◆ **MATERIAL SUPPLIED**

=== Section Start ===

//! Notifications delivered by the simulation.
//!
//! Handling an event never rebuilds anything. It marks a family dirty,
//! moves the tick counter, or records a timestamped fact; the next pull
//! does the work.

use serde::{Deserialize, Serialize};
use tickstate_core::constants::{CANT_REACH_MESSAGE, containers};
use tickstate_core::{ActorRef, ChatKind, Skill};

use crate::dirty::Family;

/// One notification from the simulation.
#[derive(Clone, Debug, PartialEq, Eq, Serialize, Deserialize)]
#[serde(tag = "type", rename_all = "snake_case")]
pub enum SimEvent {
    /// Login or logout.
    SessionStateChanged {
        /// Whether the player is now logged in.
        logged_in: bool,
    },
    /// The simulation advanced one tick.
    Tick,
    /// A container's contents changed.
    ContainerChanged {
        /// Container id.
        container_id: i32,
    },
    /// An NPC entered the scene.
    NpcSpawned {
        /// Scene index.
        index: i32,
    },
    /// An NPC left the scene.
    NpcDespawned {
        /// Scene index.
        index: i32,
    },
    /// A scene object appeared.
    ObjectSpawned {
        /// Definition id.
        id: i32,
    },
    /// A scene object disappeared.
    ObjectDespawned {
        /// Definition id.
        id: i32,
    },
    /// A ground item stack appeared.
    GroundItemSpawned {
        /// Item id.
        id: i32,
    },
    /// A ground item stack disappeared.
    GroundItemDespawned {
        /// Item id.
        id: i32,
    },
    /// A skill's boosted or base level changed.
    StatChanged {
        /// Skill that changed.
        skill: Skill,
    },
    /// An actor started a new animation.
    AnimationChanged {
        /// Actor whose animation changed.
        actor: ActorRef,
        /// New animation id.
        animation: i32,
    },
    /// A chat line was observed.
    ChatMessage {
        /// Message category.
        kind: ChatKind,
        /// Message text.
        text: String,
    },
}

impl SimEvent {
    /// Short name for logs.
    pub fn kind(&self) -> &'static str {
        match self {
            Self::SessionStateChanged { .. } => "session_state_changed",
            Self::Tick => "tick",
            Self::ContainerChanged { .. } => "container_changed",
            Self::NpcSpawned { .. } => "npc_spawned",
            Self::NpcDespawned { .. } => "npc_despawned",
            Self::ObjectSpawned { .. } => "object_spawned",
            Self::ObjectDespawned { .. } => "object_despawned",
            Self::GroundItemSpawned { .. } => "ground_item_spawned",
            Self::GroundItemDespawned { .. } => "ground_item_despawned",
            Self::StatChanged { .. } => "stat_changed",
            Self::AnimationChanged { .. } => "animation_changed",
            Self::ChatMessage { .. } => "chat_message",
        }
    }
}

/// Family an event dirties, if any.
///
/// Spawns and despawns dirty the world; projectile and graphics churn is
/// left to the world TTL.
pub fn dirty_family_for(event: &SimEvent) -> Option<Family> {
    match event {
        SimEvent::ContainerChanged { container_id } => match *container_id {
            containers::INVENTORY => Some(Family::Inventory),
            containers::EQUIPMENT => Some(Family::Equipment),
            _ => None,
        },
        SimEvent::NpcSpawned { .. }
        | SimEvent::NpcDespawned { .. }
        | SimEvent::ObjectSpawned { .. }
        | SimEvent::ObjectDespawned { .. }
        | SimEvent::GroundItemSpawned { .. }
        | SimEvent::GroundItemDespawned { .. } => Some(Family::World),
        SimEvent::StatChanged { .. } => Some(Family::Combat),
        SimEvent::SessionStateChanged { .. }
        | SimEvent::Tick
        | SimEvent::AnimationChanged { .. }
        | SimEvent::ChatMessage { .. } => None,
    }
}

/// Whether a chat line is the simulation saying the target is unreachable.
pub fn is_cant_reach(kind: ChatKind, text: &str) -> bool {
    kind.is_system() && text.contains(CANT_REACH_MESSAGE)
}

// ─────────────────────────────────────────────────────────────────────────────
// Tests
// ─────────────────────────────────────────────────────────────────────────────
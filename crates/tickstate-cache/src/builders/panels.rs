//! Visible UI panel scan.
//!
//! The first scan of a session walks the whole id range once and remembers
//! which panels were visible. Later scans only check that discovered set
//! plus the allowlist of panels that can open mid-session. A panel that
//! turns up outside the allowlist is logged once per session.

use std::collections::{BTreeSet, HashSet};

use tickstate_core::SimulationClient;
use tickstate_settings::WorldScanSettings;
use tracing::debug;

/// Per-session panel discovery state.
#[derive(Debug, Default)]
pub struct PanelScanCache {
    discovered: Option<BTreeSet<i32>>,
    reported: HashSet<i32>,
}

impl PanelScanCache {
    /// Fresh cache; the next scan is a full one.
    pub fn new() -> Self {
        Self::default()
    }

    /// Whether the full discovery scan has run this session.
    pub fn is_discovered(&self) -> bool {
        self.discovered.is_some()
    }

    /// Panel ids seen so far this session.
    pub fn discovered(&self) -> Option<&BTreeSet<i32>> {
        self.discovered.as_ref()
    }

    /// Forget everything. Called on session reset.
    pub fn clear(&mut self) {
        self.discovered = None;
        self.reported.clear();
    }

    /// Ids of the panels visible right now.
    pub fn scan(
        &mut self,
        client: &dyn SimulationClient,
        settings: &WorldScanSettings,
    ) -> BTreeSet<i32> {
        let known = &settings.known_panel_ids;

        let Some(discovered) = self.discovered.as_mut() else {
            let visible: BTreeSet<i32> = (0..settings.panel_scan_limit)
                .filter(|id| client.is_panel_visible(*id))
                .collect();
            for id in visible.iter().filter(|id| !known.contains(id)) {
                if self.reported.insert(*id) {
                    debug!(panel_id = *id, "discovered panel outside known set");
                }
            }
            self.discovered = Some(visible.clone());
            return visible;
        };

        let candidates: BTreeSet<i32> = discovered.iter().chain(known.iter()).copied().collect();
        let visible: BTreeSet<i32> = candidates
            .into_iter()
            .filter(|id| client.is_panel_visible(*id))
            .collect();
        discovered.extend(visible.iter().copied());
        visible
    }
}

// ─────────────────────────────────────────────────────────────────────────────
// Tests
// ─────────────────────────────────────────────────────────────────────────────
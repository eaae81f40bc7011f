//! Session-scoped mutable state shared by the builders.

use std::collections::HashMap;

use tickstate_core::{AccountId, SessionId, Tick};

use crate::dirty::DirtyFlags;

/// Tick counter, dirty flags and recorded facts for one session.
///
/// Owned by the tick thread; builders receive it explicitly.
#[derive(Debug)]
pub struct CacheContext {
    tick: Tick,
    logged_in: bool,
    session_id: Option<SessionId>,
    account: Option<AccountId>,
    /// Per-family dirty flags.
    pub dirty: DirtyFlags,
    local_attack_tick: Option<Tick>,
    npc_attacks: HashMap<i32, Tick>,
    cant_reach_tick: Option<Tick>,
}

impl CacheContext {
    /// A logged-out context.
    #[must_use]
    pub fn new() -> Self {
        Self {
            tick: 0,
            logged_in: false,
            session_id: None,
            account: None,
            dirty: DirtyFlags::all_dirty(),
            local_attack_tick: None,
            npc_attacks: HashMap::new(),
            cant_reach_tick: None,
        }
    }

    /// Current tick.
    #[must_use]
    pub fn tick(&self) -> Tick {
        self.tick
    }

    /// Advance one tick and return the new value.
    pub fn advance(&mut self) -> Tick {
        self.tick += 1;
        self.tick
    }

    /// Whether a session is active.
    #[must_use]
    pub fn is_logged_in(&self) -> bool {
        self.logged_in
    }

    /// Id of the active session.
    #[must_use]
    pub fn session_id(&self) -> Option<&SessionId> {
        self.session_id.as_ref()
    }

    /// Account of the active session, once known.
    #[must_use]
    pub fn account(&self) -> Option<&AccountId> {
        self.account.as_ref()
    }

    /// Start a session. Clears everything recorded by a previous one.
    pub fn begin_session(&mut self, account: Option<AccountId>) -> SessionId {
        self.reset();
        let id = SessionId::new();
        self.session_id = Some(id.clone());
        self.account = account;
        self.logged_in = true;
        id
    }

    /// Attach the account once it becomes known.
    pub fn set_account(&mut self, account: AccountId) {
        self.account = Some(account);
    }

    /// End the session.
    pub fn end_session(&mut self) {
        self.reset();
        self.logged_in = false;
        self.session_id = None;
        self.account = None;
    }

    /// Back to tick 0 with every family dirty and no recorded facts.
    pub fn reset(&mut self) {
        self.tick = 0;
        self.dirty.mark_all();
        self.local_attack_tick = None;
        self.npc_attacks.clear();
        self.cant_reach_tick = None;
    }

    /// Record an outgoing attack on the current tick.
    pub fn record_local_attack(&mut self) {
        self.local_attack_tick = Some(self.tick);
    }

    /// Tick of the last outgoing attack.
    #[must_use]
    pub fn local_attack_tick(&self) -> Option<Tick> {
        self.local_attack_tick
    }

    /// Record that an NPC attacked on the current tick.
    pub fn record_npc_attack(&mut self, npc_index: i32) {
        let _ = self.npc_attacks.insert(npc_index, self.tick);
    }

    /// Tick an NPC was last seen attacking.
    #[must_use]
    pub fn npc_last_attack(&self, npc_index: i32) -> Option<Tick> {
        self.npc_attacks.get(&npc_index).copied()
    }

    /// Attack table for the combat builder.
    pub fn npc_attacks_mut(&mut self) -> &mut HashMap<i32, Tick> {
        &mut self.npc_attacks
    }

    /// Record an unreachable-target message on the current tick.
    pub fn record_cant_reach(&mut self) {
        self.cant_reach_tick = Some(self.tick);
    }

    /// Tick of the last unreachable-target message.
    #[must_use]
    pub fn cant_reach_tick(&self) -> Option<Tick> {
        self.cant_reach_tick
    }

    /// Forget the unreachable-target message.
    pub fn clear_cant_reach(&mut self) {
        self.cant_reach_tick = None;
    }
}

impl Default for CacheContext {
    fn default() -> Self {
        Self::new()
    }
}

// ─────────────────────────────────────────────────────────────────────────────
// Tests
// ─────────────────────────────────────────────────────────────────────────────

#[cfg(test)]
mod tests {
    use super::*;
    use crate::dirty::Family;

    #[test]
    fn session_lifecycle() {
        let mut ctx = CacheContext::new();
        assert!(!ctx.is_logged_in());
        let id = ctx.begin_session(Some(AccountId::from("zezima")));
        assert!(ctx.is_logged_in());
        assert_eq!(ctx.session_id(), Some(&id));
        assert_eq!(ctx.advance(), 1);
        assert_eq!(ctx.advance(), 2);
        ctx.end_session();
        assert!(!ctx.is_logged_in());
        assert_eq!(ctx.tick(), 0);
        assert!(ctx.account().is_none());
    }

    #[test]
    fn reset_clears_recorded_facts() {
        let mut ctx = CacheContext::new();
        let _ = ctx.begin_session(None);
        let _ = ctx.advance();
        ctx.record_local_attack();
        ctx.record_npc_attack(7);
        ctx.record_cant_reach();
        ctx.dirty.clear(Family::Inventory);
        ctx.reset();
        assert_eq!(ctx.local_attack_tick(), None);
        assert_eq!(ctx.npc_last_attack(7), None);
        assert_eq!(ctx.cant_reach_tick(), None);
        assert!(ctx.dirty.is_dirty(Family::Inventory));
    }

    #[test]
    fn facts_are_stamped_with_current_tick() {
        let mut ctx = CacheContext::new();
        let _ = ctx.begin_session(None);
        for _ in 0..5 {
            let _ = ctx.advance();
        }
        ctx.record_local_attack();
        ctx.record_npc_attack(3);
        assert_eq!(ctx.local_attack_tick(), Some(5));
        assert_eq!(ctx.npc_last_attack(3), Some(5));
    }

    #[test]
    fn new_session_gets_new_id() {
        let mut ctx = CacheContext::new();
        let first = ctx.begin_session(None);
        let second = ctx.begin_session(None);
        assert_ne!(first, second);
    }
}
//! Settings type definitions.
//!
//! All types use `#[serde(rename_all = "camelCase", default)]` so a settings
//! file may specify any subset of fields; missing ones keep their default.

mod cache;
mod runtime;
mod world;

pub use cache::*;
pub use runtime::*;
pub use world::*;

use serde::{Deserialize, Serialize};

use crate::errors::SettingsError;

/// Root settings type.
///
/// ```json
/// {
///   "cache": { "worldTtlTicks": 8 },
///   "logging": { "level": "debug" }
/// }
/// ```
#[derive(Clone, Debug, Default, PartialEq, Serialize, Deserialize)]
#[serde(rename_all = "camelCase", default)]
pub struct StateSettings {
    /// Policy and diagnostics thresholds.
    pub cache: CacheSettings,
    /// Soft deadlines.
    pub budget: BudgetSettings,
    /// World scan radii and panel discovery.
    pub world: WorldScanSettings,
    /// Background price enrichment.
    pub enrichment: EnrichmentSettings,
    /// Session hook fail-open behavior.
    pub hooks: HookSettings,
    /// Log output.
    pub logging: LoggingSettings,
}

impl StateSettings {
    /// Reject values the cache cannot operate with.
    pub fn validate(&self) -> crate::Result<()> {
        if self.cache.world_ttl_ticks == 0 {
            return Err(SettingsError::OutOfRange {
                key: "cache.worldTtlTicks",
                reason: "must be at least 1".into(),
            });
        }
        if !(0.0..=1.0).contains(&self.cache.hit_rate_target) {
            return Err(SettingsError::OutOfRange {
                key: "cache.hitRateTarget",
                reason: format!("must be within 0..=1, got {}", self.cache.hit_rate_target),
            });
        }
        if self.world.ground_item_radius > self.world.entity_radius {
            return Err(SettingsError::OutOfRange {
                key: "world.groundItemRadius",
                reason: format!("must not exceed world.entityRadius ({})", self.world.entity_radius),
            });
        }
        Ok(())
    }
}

=== Section End ===

◆ **YOUR OBJECTIVE**
Retype the listing above, word for word, from its first line to the line containing "container's contents changed.", both ends included.

◆ **TASK ANSWER**
//! Notifications delivered by the simulation.
//!
//! Handling an event never rebuilds anything. It marks a family dirty,
//! moves the tick counter, or records a timestamped fact; the next pull
//! does the work.

use serde::{Deserialize, Serialize};
use tickstate_core::constants::{CANT_REACH_MESSAGE, containers};
use tickstate_core::{ActorRef, ChatKind, Skill};

use crate::dirty::Family;

/// One notification from the simulation.
#[derive(Clone, Debug, PartialEq, Eq, Serialize, Deserialize)]
#[serde(tag = "type", rename_all = "snake_case")]
pub enum SimEvent {
    /// Login or logout.
    SessionStateChanged {
        /// Whether the player is now logged in.
        logged_in: bool,
    },
    /// The simulation advanced one tick.
    Tick,
    /// A container's contents changed.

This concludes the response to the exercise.